The aim of this study was to determine the advantages and limitations of two commonly used sampling techniques, i.e., punching tissue block (PTB) and laser capture microdissection (LCM) when investigating tumor cell-derived gene expression patterns at the invasive front of colorectal cancer (CRC). We obtained samples from 20 surgically removed CRCs at locations crucial for tumor progression, i.e., the central part, the expansive front and the infiltrative front exhibiting tumor budding (TB), using both sampling techniques. At each location, we separately analyzed the expressions of miR-200 family (miR-141, miR-200a, miR-200b, miR-200c and miR-429), known as reliable markers of epithelial-mesenchymal transition (EMT).

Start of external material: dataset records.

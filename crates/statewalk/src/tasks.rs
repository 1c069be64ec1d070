//! Setup and cleanup tasks synthesized at traversal time.
//!
//! These tasks never live in the graph arena. Each one is resolved from an
//! object's own parameters, run once through the executor and dropped.

use crate::{ObjectId, ParamProvider, Params, SchedulerError, TestNode, restriction_str};
use serde::{Deserialize, Serialize};

const MANAGE_VARIANT: &str = "manage.unchanged";
const PREINSTALL_VARIANT: &str = "0preinstall";
const INSTALL_VARIANT: &str = "install";
const REDHAT_UNATTENDED_VARIANT: &str = "unattended_install.cdrom.extra_cdrom_ks";
const WINDOWS_UNATTENDED_VARIANT: &str = "unattended_install.cdrom";

pub const DEFAULT_INSTALL_METHOD: &str = "stepmaker";
pub const UNATTENDED_INSTALL_METHOD: &str = "unattended_install";

#[derive(Clone, Copy, Debug, PartialEq, Eq, Serialize, Deserialize)]
#[serde(rename_all = "snake_case")]
pub enum OsFamily {
    RedHat,
    Windows,
}

impl OsFamily {
    /// Detects the family from an object's dotted variant name.
    pub fn detect(variant_name: &str) -> Result<Self, SchedulerError> {
        if variant_name.contains(".Fedora.") || variant_name.contains(".CentOS.") {
            Ok(Self::RedHat)
        } else if variant_name.contains(".Windows.") {
            Ok(Self::Windows)
        } else {
            Err(SchedulerError::Unsupported(format!(
                "unattended install tests are only supported on Windows and Fedora/CentOS, not '{variant_name}'"
            )))
        }
    }
}

#[derive(Clone, Debug, PartialEq, Eq, Serialize, Deserialize)]
#[serde(tag = "method", content = "value", rename_all = "snake_case")]
pub enum InstallMethod {
    Unattended(OsFamily),
    Generic(String),
}

impl InstallMethod {
    /// Chooses the install method from the `configure_install` value reported
    /// by the pre-install configuration.
    pub fn from_configured(method: &str, object_variant: &str) -> Result<Self, SchedulerError> {
        if method == UNATTENDED_INSTALL_METHOD {
            OsFamily::detect(object_variant).map(Self::Unattended)
        } else {
            Ok(Self::Generic(method.to_string()))
        }
    }
}

#[derive(Clone, Debug, PartialEq, Eq, Serialize, Deserialize)]
#[serde(tag = "task", rename_all = "snake_case")]
pub enum SetupTask {
    Create,
    PreInstall,
    Install(InstallMethod),
    ForcedUnset {
        state: String,
        kind: String,
        mode: String,
    },
}

impl SetupTask {
    pub fn action(&self) -> &'static str {
        match self {
            Self::Create => "create",
            Self::PreInstall => "preinstall",
            Self::Install(_) => "install",
            Self::ForcedUnset { .. } => "unset",
        }
    }

    fn overrides(&self) -> Option<Params> {
        match self {
            Self::Create => Some(Params::from([
                ("vm_action", "set"),
                ("skip_image_processing", "yes"),
            ])),
            Self::ForcedUnset { .. } => Some(Params::from([
                ("vm_action", "unset"),
                ("skip_image_processing", "yes"),
            ])),
            Self::Install(InstallMethod::Generic(kind)) => {
                Some(Params::from([("type", kind.as_str())]))
            }
            Self::PreInstall | Self::Install(InstallMethod::Unattended(_)) => None,
        }
    }

    fn override_str(&self, param_str: &str) -> String {
        match self {
            Self::Create => restriction_str(MANAGE_VARIANT, param_str),
            Self::PreInstall => restriction_str(PREINSTALL_VARIANT, param_str),
            Self::Install(InstallMethod::Unattended(OsFamily::RedHat)) => {
                restriction_str(REDHAT_UNATTENDED_VARIANT, param_str)
            }
            Self::Install(InstallMethod::Unattended(OsFamily::Windows)) => {
                restriction_str(WINDOWS_UNATTENDED_VARIANT, param_str)
            }
            Self::Install(InstallMethod::Generic(_)) => restriction_str(INSTALL_VARIANT, param_str),
            Self::ForcedUnset { state, kind, mode } => {
                let unset = Params::from([
                    ("unset_state", state.as_str()),
                    ("unset_type", kind.as_str()),
                    ("unset_mode", mode.as_str()),
                ]);
                restriction_str(
                    MANAGE_VARIANT,
                    &format!("{}{}", unset.to_override_str(), param_str),
                )
            }
        }
    }

    /// Resolves the task parameters from the object's own parameters.
    pub fn resolve(
        &self,
        provider: &dyn ParamProvider,
        object_params: &Params,
        param_str: &str,
    ) -> Result<Params, SchedulerError> {
        let overrides = self.overrides();
        let override_str = self.override_str(param_str);
        provider.resolve(object_params, overrides.as_ref(), Some(&override_str))
    }
}

/// Extends a parameter block with the state every created object starts in.
pub fn create_param_str(param_str: &str) -> String {
    let root_state = Params::from([("set_state", "root"), ("set_type", "offline")]);
    format!("{}{}", with_trailing_newline(param_str), root_state.to_override_str())
}

fn with_trailing_newline(block: &str) -> String {
    if block.is_empty() || block.ends_with('\n') {
        block.to_string()
    } else {
        format!("{block}\n")
    }
}

pub fn preinstall_task_name(object_name: &str) -> String {
    format!("0p{object_name}")
}

pub fn install_task_name(object_name: &str) -> String {
    format!("0q{object_name}")
}

pub fn unset_task_name(node_name: &str) -> String {
    format!("c{node_name}")
}

/// Wraps resolved task parameters into a standalone node.
pub fn task_node(
    name: impl Into<String>,
    mut params: Params,
    objects: Vec<ObjectId>,
    object_names: &[&str],
) -> TestNode {
    let name = name.into();
    params.insert("shortname", name.clone());
    params.insert("vms", object_names.join(" "));
    TestNode::new(name, params, objects)
}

We found significant downregulation of all members of miR-200 family at the infiltrative front in comparison to the central part regardless of the used sampling technique. However, when comparing miR-200 expression between the expansive and the infiltrative front, we found significant downregulation of all tested miR-200 at the infiltrative front only in samples obtained by LCM. Our results suggest that, PTB is an adequate technique for studying the differences in tumor gene expression between the central part and the invasive front of CRC, but is insufficient to analyze and compare morphologically distinct patterns along the invasive front including TB. For this purpose, the use of LCM is essential.